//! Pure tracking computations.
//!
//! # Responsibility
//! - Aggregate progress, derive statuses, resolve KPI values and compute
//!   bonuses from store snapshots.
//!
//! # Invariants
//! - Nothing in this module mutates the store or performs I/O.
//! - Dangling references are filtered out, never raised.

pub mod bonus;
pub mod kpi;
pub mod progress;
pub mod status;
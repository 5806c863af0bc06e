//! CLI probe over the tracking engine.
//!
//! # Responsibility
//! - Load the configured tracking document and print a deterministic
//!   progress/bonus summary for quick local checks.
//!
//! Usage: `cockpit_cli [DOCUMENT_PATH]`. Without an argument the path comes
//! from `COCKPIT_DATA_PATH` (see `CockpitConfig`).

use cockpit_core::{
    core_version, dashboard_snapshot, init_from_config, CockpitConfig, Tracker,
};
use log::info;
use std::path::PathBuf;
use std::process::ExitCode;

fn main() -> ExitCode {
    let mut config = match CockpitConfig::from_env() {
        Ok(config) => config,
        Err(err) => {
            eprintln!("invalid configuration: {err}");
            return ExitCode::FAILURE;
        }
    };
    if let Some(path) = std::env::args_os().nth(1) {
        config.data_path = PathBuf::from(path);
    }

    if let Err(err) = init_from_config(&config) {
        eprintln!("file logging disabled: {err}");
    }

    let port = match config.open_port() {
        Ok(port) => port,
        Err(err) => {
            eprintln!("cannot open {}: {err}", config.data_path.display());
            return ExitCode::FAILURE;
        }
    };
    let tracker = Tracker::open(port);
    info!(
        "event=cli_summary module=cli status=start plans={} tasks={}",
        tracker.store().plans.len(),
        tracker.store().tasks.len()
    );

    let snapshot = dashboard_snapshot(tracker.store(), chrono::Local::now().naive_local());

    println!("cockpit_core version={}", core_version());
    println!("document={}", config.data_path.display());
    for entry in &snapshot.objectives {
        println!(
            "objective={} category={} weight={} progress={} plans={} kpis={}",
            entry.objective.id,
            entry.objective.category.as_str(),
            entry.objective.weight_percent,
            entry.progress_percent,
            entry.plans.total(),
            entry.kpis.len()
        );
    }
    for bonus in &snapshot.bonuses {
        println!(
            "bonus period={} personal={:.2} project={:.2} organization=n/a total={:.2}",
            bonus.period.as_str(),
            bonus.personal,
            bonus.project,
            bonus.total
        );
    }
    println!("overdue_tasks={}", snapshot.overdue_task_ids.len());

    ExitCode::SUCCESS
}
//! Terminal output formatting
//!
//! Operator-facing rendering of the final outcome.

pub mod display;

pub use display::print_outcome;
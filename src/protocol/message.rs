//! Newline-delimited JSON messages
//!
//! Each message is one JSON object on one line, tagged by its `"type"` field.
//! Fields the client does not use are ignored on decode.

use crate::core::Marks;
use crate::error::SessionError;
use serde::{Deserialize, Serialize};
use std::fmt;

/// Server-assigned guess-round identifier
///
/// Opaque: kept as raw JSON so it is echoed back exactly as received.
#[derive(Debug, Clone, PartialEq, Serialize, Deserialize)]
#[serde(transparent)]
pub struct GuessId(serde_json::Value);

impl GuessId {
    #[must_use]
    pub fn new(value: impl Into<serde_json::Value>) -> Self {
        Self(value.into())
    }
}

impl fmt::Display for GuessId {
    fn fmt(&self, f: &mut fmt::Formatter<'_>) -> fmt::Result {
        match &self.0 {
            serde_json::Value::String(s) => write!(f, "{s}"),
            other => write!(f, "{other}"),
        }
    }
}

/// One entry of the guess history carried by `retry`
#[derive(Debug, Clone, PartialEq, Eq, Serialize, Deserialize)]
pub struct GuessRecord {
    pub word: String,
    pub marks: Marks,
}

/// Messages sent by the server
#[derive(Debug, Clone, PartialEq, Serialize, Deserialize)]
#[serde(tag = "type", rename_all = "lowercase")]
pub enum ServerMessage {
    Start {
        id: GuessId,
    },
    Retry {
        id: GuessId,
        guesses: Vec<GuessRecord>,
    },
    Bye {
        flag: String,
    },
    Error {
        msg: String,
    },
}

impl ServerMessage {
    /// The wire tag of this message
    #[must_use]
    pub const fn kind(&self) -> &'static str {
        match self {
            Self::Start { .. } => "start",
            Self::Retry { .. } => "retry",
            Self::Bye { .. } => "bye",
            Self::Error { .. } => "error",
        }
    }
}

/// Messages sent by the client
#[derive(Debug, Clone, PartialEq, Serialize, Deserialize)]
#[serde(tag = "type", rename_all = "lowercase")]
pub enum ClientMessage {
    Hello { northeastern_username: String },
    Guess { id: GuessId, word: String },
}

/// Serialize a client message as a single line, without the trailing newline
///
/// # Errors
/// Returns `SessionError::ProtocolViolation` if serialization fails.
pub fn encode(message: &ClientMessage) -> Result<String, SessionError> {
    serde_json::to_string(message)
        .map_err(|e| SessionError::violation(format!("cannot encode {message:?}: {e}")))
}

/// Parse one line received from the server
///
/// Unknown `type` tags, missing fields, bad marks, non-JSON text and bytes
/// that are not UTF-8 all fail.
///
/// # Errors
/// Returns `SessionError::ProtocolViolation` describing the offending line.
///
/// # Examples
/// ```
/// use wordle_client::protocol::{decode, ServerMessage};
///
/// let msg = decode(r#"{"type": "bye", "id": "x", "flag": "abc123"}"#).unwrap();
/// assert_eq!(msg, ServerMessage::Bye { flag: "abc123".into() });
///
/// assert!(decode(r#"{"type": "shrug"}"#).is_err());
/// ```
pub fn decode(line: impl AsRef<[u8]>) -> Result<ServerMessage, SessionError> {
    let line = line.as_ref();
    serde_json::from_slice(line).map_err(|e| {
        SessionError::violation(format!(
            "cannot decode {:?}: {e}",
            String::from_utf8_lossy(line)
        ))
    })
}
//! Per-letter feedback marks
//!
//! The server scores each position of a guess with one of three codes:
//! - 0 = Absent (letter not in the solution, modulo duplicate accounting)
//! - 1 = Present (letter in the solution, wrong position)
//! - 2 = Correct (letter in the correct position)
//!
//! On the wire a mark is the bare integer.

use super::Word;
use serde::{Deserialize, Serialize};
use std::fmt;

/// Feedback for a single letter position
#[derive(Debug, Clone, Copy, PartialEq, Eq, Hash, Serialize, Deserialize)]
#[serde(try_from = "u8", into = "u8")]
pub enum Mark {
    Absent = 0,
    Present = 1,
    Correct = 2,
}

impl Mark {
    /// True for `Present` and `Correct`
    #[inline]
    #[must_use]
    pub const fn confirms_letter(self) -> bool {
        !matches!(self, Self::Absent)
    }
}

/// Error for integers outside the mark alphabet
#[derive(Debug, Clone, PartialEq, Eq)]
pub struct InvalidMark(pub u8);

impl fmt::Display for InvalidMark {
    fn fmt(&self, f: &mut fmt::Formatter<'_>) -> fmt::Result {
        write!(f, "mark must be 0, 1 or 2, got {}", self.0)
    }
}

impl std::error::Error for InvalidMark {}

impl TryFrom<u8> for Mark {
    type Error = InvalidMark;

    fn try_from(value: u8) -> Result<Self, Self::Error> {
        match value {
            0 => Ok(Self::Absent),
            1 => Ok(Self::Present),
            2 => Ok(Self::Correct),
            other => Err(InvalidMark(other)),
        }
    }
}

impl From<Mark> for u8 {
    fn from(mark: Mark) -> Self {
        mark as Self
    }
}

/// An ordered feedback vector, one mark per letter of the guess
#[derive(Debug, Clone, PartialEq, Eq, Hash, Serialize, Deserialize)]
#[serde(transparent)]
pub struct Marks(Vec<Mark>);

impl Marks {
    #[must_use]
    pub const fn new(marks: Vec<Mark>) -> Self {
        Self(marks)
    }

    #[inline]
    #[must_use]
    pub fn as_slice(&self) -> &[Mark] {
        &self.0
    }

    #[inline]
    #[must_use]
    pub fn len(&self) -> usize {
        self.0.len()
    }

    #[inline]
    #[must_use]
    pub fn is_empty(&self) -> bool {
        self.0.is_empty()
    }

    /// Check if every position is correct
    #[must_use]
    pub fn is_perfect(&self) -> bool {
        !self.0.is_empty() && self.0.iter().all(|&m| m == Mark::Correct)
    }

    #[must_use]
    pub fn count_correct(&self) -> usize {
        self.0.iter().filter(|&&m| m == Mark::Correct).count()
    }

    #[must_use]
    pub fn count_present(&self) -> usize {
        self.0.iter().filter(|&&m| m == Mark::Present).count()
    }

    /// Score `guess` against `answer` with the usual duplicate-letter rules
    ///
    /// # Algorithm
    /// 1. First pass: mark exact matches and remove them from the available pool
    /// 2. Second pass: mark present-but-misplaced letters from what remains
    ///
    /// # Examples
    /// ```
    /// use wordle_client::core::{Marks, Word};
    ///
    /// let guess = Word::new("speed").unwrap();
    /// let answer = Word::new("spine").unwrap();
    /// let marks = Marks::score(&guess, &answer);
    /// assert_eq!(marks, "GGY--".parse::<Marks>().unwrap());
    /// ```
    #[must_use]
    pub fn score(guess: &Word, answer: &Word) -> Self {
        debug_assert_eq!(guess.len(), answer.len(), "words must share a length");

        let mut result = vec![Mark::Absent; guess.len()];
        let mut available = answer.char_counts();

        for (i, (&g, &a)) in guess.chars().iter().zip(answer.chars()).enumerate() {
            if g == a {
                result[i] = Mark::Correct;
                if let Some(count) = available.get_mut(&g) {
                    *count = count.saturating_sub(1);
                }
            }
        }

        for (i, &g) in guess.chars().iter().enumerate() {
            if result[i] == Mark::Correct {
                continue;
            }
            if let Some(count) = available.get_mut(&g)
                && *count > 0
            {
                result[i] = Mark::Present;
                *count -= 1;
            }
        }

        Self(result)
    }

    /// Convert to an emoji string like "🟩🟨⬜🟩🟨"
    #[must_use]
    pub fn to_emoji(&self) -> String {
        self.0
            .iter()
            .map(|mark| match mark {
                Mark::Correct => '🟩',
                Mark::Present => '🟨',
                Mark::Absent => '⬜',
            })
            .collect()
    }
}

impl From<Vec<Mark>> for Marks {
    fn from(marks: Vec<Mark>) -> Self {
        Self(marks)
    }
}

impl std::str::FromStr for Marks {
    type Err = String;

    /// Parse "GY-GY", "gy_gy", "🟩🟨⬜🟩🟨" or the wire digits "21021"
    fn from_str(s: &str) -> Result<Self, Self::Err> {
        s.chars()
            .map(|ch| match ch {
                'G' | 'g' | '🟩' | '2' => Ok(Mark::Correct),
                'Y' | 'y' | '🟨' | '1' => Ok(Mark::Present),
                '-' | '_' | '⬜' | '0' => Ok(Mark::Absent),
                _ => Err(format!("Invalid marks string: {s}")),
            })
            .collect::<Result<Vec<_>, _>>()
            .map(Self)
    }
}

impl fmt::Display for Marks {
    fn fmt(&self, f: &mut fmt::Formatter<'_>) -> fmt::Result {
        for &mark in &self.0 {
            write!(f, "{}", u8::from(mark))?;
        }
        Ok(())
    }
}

----------------------------------------

→ **Try it**: The answer must be a verbatim transcription of the entries above, from the first line through the line that contains "out, never raised.", and nothing more.

→ **Solution to this task**:
//! Pure tracking computations.
//!
//! # Responsibility
//! - Aggregate progress, derive statuses, resolve KPI values and compute
//!   bonuses from store snapshots.
//!
//! # Invariants
//! - Nothing in this module mutates the store or performs I/O.
//! - Dangling references are filtered out, never raised.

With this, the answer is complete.